Tuesday, January 19, 2016

J Is for Jealous

I get out of bed at 4 AM each morning to perform a menial job rich in stress, dissatisfaction, potential health risks and exposure to liability. It is equally-poor in remuneration and benefits.

Owing to a felony conviction for long-term unemployment, there is little else.

This allows me to hold forth on the working poor at festive occasions like birthdays, christenings and New Year's Eve parties. (Yes, I receive a lot of invitations.)

As such, I am trying very hard to understand the dullards fortunate-enough to win lotteries who see no other way forward than to continue reporting to work.

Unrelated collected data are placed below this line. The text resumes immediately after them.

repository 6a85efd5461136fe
mod common;
mod routing;
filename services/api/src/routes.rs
use crate::commands::standards_view;
use crate::infra::{AppState, Tables};
use crate::views::StandardsView;
use acft_score::error::AppError;
use acft_score::scorecard::{scoring_router, ScoreHistory, ScoringService};
use acft_score::scoring::{Event, Sex};
use axum::extract::Path;
use axum::http::{header, StatusCode};
use axum::response::IntoResponse;
use axum::Extension;
use axum::Json;
use serde_json::json;
use std::sync::Arc;

pub(crate) fn with_scoring_routes<H>(service: Arc<ScoringService<Tables, H>>) -> axum::Router
where
    H: ScoreHistory + 'static,
{
    scoring_router(service)
        .route("/health", axum::routing::get(healthcheck))
        .route("/ready", axum::routing::get(readiness_endpoint))
        .route("/metrics", axum::routing::get(metrics_endpoint))
        .route(
            "/api/v1/standards/:event/:sex/:age",
            axum::routing::get(standards_endpoint),
        )
}

pub(crate) async fn healthcheck() -> Json<serde_json::Value> {
    Json(json!({ "status": "ok" }))
}

pub(crate) async fn readiness_endpoint(Extension(state): Extension<AppState>) -> impl IntoResponse {
    let ready = state.readiness.load(std::sync::atomic::Ordering::Relaxed);
    let status = if ready {
        StatusCode::OK
    } else {
        StatusCode::SERVICE_UNAVAILABLE
    };

    let payload = if ready {
        json!({ "status": "ready", "tables": state.tables.cached() })
    } else {
        json!({ "status": "initializing" })
    };

    (status, Json(payload))
}

pub(crate) async fn metrics_endpoint(Extension(state): Extension<AppState>) -> impl IntoResponse {
    (
        StatusCode::OK,
        [(header::CONTENT_TYPE, "text/plain; version=0.0.4")],
        state.metrics.render(),
    )
}

/// Standards column for the bracket `age` falls in.
pub(crate) async fn standards_endpoint(
    Extension(state): Extension<AppState>,
    Path((event, sex, age)): Path<(String, String, u32)>,
) -> Result<Json<StandardsView>, AppError> {
    let event = event.parse::<Event>()?;
    let sex = sex.parse::<Sex>()?;
    let view = standards_view(state.tables.as_ref(), event, sex, age)?;
    Ok(Json(view))
}

#[cfg(test)]
mod tests {
    use super::*;
    use crate::infra::InMemoryScoreHistory;
    use acft_score::scoring::{
        AgeBracket, CachedTableLoader, CompositeScorer, EmbeddedTables, ScoreResolver,
        StandardsSource,
    };
    use axum::body::{to_bytes, Body};
    use axum::http::Request;
    use metrics_exporter_prometheus::PrometheusBuilder;
    use std::sync::atomic::AtomicBool;
    use tower::ServiceExt;

    fn app_state(ready: bool) -> AppState {
        AppState {
            readiness: Arc::new(AtomicBool::new(ready)),
            metrics: Arc::new(PrometheusBuilder::new().build_recorder().handle()),
            tables: Arc::new(CachedTableLoader::new(StandardsSource::Embedded(
                EmbeddedTables,
            ))),
        }
    }

    fn app(state: AppState) -> axum::Router {
        let service = Arc::new(ScoringService::new(
            CompositeScorer::new(ScoreResolver::new(Arc::clone(&state.tables))),
            Arc::new(InMemoryScoreHistory::default()),
        ));
        with_scoring_routes(service).layer(Extension(state))
    }

    async fn get(app: axum::Router, uri: &str) -> (StatusCode, serde_json::Value) {
        let response = app
            .oneshot(Request::get(uri).body(Body::empty()).expect("request"))
            .await
            .expect("response");
        let status = response.status();
        let bytes = to_bytes(response.into_body(), usize::MAX)
            .await
            .expect("body");
        let body = serde_json::from_slice(&bytes).unwrap_or(serde_json::Value::Null);
        (status, body)
    }

    #[tokio::test]
    async fn healthcheck_reports_ok() {
        let Json(body) = healthcheck().await;
        assert_eq!(body["status"], "ok");
    }

    #[tokio::test]
    async fn readiness_follows_flag() {
        let (status, body) = get(app(app_state(false)), "/ready").await;
        assert_eq!(status, StatusCode::SERVICE_UNAVAILABLE);
        assert_eq!(body["status"], "initializing");

        let (status, _) = get(app(app_state(true)), "/ready").await;
        assert_eq!(status, StatusCode::OK);
    }

    #[tokio::test]
    async fn standards_endpoint_returns_bracket_column() {
        let Json(view) = standards_endpoint(
            Extension(app_state(true)),
            Path(("2MR".to_string(), "m".to_string(), 25)),
        )
        .await
        .expect("standards view");

        assert_eq!(view.event, Event::TwoMileRun);
        assert_eq!(view.bracket, AgeBracket::From22To26);
        assert_eq!(view.rows[0].threshold.as_deref(), Some("13:30"));
    }

    #[tokio::test]
    async fn standards_route_rejects_unknown_event() {
        let (status, body) = get(app(app_state(true)), "/api/v1/standards/burpees/M/25").await;
        assert_eq!(status, StatusCode::UNPROCESSABLE_ENTITY);
        assert!(body["error"].as_str().is_some());

        let (status, _) = get(app(app_state(true)), "/api/v1/standards/DL/F/90").await;
        assert_eq!(status, StatusCode::UNPROCESSABLE_ENTITY);
    }

    #[tokio::test]
    async fn scoring_routes_are_mounted() {
        let request = Request::post("/api/v1/scores/event")
            .header(header::CONTENT_TYPE, "application/json")
            .body(Body::from(
                r#"{"event":"SDC","age":25,"sex":"M","raw":"1:45"}"#,
            ))
            .expect("request");
        let response = app(app_state(true))
            .oneshot(request)
            .await
            .expect("response");
        assert_eq!(response.status(), StatusCode::OK);
    }
}
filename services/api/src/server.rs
use crate::cli::ServeArgs;
use crate::infra::{AppState, InMemoryScoreHistory};
use crate::routes::with_scoring_routes;
use acft_score::config::AppConfig;
use acft_score::error::AppError;
use acft_score::scorecard::ScoringService;
use acft_score::scoring::{CachedTableLoader, CompositeScorer, ScoreResolver, StandardsSource};
use acft_score::telemetry;
use axum::Extension;
use axum_prometheus::PrometheusMetricLayer;
use std::sync::atomic::Ordering;
use std::sync::Arc;
use tracing::info;

pub(crate) async fn run(mut args: ServeArgs) -> Result<(), AppError> {
    let mut config = AppConfig::load()?;

    if let Some(host) = args.host.take() {
        config.server.host = host;
    }
    if let Some(port) = args.port.take() {
        config.server.port = port;
    }
    if let Some(directory) = args.tables_dir.take() {
        config.tables.directory = Some(directory);
    }

    telemetry::init(&config.telemetry)?;

    let tables = Arc::new(CachedTableLoader::new(StandardsSource::from_config(
        &config.tables,
    )));
    let loaded = tables.preload()?;
    info!(loaded, directory = ?config.tables.directory, "standards tables preloaded");

    let (prometheus_layer, prometheus_handle) = PrometheusMetricLayer::pair();
    let readiness_flag = Arc::new(std::sync::atomic::AtomicBool::new(false));
    let app_state = AppState {
        readiness: readiness_flag.clone(),
        metrics: Arc::new(prometheus_handle),
        tables: Arc::clone(&tables),
    };

    let history = Arc::new(InMemoryScoreHistory::default());
    let scoring_service = Arc::new(ScoringService::new(
        CompositeScorer::new(ScoreResolver::new(tables)),
        history,
    ));

    let app = with_scoring_routes(scoring_service)
        .layer(Extension(app_state))
        .layer(prometheus_layer);

    let addr = config.server.socket_addr()?;
    let listener = tokio::net::TcpListener::bind(addr).await?;
    readiness_flag.store(true, Ordering::Release);

    info!(?config.environment, %addr, "acft score service ready");

    axum::serve(listener, app).await?;
    Ok(())
}
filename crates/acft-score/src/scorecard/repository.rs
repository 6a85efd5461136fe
use std::collections::BTreeMap;

use chrono::NaiveDate;
use serde::{Deserialize, Serialize};

use crate::scoring::{CompositeScore, Event, EventInputs, Sex};

/// Snapshot of one completed test, as kept in a user's history.
#[derive(Debug, Clone, PartialEq, Serialize, Deserialize)]
pub struct ScoreRecord {
    pub date: NaiveDate,
    pub username: String,
    pub age: u32,
    pub sex: Sex,
    pub inputs: EventInputs,
    pub points: BTreeMap<Event, i32>,
    pub overall: i32,
}

impl ScoreRecord {
    pub fn from_composite(
        date: NaiveDate,
        username: impl Into<String>,
        age: u32,
        inputs: EventInputs,
        score: &CompositeScore,
    ) -> Self {
        Self {
            date,
            username: username.into(),
            age,
            sex: score.sex,
            inputs,
            points: score.points_by_event(),
            overall: score.overall,
        }
    }
}

/// Storage abstraction for score history; the engine never persists on its own.
pub trait ScoreHistory: Send + Sync {
    fn append(&self, record: ScoreRecord) -> Result<(), HistoryError>;
    /// Records for `username`, oldest first.
    fn for_user(&self, username: &str) -> Result<Vec<ScoreRecord>, HistoryError>;
}

#[derive(Debug, thiserror::Error)]
pub enum HistoryError {
    #[error("score history unavailable: {0}")]
    Unavailable(String),
}
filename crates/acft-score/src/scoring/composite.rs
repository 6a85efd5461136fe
use serde::{Deserialize, Serialize};
use std::collections::BTreeMap;
use tracing::debug;

use super::age::AgeBracket;
use super::error::ScoringError;
use super::event::{Event, Sex};
use super::loader::TableLoader;
use super::resolver::{EventScore, RawInput, ScoreResolver};

/// One raw input per event.
pub type EventInputs = BTreeMap<Event, RawInput>;

/// All six event scores and their sum.
#[derive(Debug, Clone, PartialEq, Serialize, Deserialize)]
pub struct CompositeScore {
    pub bracket: AgeBracket,
    pub sex: Sex,
    pub events: BTreeMap<Event, EventScore>,
    pub overall: i32,
}

impl CompositeScore {
    pub fn points(&self, event: Event) -> Option<i32> {
        self.events.get(&event).map(|score| score.points)
    }

    pub fn points_by_event(&self) -> BTreeMap<Event, i32> {
        self.events
            .iter()
            .map(|(event, score)| (*event, score.points))
            .collect()
    }
}

#[derive(Debug, thiserror::Error)]
pub enum CompositeError {
    #[error("age {0} is outside the scored range 17-75")]
    InvalidAge(u32),
    #[error("no raw score supplied for {0}")]
    MissingInput(Event),
    #[error("{event} could not be scored: {source}")]
    Event {
        event: Event,
        #[source]
        source: ScoringError,
    },
}

impl CompositeError {
    /// The event that failed, when the failure belongs to one.
    pub fn event(&self) -> Option<Event> {
        match self {
            CompositeError::InvalidAge(_) => None,
            CompositeError::MissingInput(event) | CompositeError::Event { event, .. } => {
                Some(*event)
            }
        }
    }

    pub fn scoring_error(&self) -> Option<&ScoringError> {
        match self {
            CompositeError::InvalidAge(_) | CompositeError::MissingInput(_) => None,
            CompositeError::Event { source, .. } => Some(source),
        }
    }
}

/// Scores all six events; the whole composite fails if any single event does.
pub struct CompositeScorer<L> {
    resolver: ScoreResolver<L>,
}

impl<L> Clone for CompositeScorer<L> {
    fn clone(&self) -> Self {
        Self {
            resolver: self.resolver.clone(),
        }
    }
}

impl<L: TableLoader> CompositeScorer<L> {
    pub fn new(resolver: ScoreResolver<L>) -> Self {
        Self { resolver }
    }

    pub fn resolver(&self) -> &ScoreResolver<L> {
        &self.resolver
    }

    pub fn score(
        &self,
        age: u32,
        sex: Sex,
        inputs: &EventInputs,
    ) -> Result<CompositeScore, CompositeError> {
        let bracket = AgeBracket::classify(age).map_err(|_| CompositeError::InvalidAge(age))?;
        if let Some(missing) = Event::ALL
            .into_iter()
            .find(|event| !inputs.contains_key(event))
        {
            return Err(CompositeError::MissingInput(missing));
        }

        let mut events = BTreeMap::new();
        for (event, input) in inputs {
            let score = self
                .resolver
                .resolve_input(*event, age, sex, input)
                .map_err(|source| CompositeError::Event {
                    event: *event,
                    source,
                })?;
            events.insert(*event, score);
        }

        let overall = events.values().map(|score| score.points).sum();
        debug!(age, %sex, %bracket, overall, "composite scored");

        Ok(CompositeScore {
            bracket,
            sex,
            events,
            overall,
        })
    }
}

If we were speaking of concert pianists or successful filmmakers or renowned brain surgeons, that would be one thing. But we're talking about an employment strata decidedly less-elevated; one way, way downstream.

We're talking store clerks, municipal laborers and in the case of one recent winner—warehouse supervisors.

I have worked in warehouses. They are ugly, dirty and drafty places full of mice and mousetraps and unhappy people living on the margins of solvency. Warehouses have lunch rooms with burned-out fluorescent lights, sagging paneling and chipped Formica tables. Filthy microwaves and broken coffee-makers.

So I'm wondering why, when opposed to a month in Spain or Italy or overseeing the construction of a new dream home, someone would choose to remain in one. 

I mean, do you have nothing better to do than to get up and go to your dreary, dead-end job? No imagination that stretches beyond doing what you have always done?

It is sad. Infinitely and inexplicably sad. Some combination of your education and your parents have failed you, and I am sorry.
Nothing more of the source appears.